2003-05-10»
spam»
Wow. I now get over 20,000 spams
a month. Maybe that explains why I seem to get a lot more false
negatives (spam that gets through) via Spamassassin. It's the same small
percentage as ever, there's just a lot more of them.
Some spammers are definitely working on evading SA's filters. I see a
lot of spams that pretend to come from Pine and Mozilla
simultaneously - scoring them a massive minus twelve on Spamassassin's
anti-spam-o-meter. I've tweaked the reward for these tests down a bit in my
own user preferences. I've also nudged up the penalties for falling foul of
SA's new Razor2 and Bayesian modules. Spamasssassin's still a bit hesitant to
trust these much. But with the amount of spam (and normal mail) I get, my
Bayesian filters get all the training they need. Don't know why it gives Razor
such a low score - perhaps Spamassassin's overly cautious approach to false
positives is leading it to punish for accidentally catching some major mailing
lists?
% grep score ~/.spamassassin/user_prefs
score USER_AGENT_PINE -0.5
score USER_AGENT_MOZILLA_UA -0.5
score BAYES_99 8.0
score BAYES_90 8.0
score BAYES_80 8.0
score BAYES_70 8.0
score BAYES_60 4.0
score RAZOR2_CHECK 3.0
score RAZOR2_CF_RANGE_91_100 3.0
what is Beverley Hughes saying?»
Beverley
Hughes is the Minister of State for Citizenship and
person in charge of investigating introducing Identity Cards into the UK. She said a
very odd thing in Parliament last week:
Mr. Paul Marsden (Shrewsbury and Atcham): If he will make a statement
on plans to introduce identity cards. [109766]
The Minister for Citizenship and Immigration (Beverley Hughes): We
published a consultation paper on entitlement cards and identity fraud on 3
July 2002. We are at the moment making a detailed assessment of the 2,000
responses received to the consultation exercise, which ended on 31 July.

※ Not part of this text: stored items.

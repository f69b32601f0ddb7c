//! Location service.

use chrono::Utc;
use sea_orm::Set;
use serde::Deserialize;
use tradepost_common::{AppResult, IdGenerator};
use tradepost_db::entities::location;
use tradepost_db::repositories::LocationRepository;
use validator::Validate;

/// Input for creating a location.
#[derive(Debug, Deserialize, Validate)]
#[serde(rename_all = "camelCase")]
pub struct CreateLocationInput {
    #[validate(length(min = 1, max = 128))]
    pub country: String,
    #[validate(length(min = 1, max = 128))]
    pub city: String,
    #[validate(range(min = -90.0, max = 90.0))]
    pub lat: Option<f64>,
    #[validate(range(min = -180.0, max = 180.0))]
    pub lng: Option<f64>,
}

/// Input for updating a location. Coordinates stay mutable; explicit
/// nulls clear them.
#[derive(Debug, Default, Deserialize, Validate)]
#[serde(rename_all = "camelCase")]
pub struct UpdateLocationInput {
    #[validate(length(min = 1, max = 128))]
    pub country: Option<String>,
    #[validate(length(min = 1, max = 128))]
    pub city: Option<String>,
    pub lat: Option<Option<f64>>,
    pub lng: Option<Option<f64>>,
}

impl UpdateLocationInput {
    /// Coordinate ranges for the double-wrapped fields, which `validator`
    /// cannot reach through `Option<Option<f64>>`.
    fn validate_coordinates(&self) -> Result<(), String> {
        if let Some(Some(lat)) = self.lat {
            if !(-90.0..=90.0).contains(&lat) {
                return Err(format!("latitude {lat} out of range"));
            }
        }
        if let Some(Some(lng)) = self.lng {
            if !(-180.0..=180.0).contains(&lng) {
                return Err(format!("longitude {lng} out of range"));
            }
        }
        Ok(())
    }
}

/// Service for managing locations.
#[derive(Clone)]
pub struct LocationService {
    location_repo: LocationRepository,
    id_gen: IdGenerator,
}

impl LocationService {
    /// Create a new location service.
    #[must_use]
    pub const fn new(location_repo: LocationRepository) -> Self {
        Self {
            location_repo,
            id_gen: IdGenerator::new(),
        }
    }

    /// Get a location by ID.
    pub async fn get(&self, id: &str) -> AppResult<location::Model> {
        self.location_repo.get_by_id(id).await
    }

    /// List locations (paginated).
    pub async fn list(&self, limit: u64, offset: u64) -> AppResult<Vec<location::Model>> {
        self.location_repo.list(limit, offset).await
    }

    /// Create a new location.
    pub async fn create(&self, input: CreateLocationInput) -> AppResult<location::Model> {
        input.validate()?;

        let id = self.id_gen.generate();

        let model = location::ActiveModel {
            id: Set(id),
            country: Set(input.country),
            city: Set(input.city),
            lat: Set(input.lat),
            lng: Set(input.lng),
            created_at: Set(Utc::now().into()),
        };

        self.location_repo.create(model).await
    }

    /// Update a location with a partial payload.
    pub async fn update(&self, id: &str, input: UpdateLocationInput) -> AppResult<location::Model> {
        input.validate()?;
        input
            .validate_coordinates()
            .map_err(tradepost_common::AppError::Validation)?;

        let current = self.location_repo.get_by_id(id).await?;

        let mut active: location::ActiveModel = current.into();

        if let Some(country) = input.country {
            active.country = Set(country);
        }
        if let Some(city) = input.city {
            active.city = Set(city);
        }
        if let Some(lat) = input.lat {
            active.lat = Set(lat);
        }
        if let Some(lng) = input.lng {
            active.lng = Set(lng);
        }

        self.location_repo.update(active).await
    }

    /// Delete a location. Listings cascade at the store level. Deleting a
    /// missing id is a no-op.
    pub async fn delete(&self, id: &str) -> AppResult<()> {
        self.location_repo.delete_by_id(id).await
    }
}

Many organisations and individuals have expressed support for a card
scheme, and that has been backed up by other research on the public's
views, which we will publish alongside our response.
What's peculiar about this is that I know for a fact that at least
5029 consultation responses were submitted via stand.org.uk. Of course, that consultation ended on the 31st
January, not July, but I assume that's just a slip of the mouth from Ms
Hughes. Unless she's planning to retrospectively change the dates, and dump
several thousand voter's responses (most of which were resoundingly negative)
out into the Home Office dustbins?
I'm going to mail her later today and find out what's going on.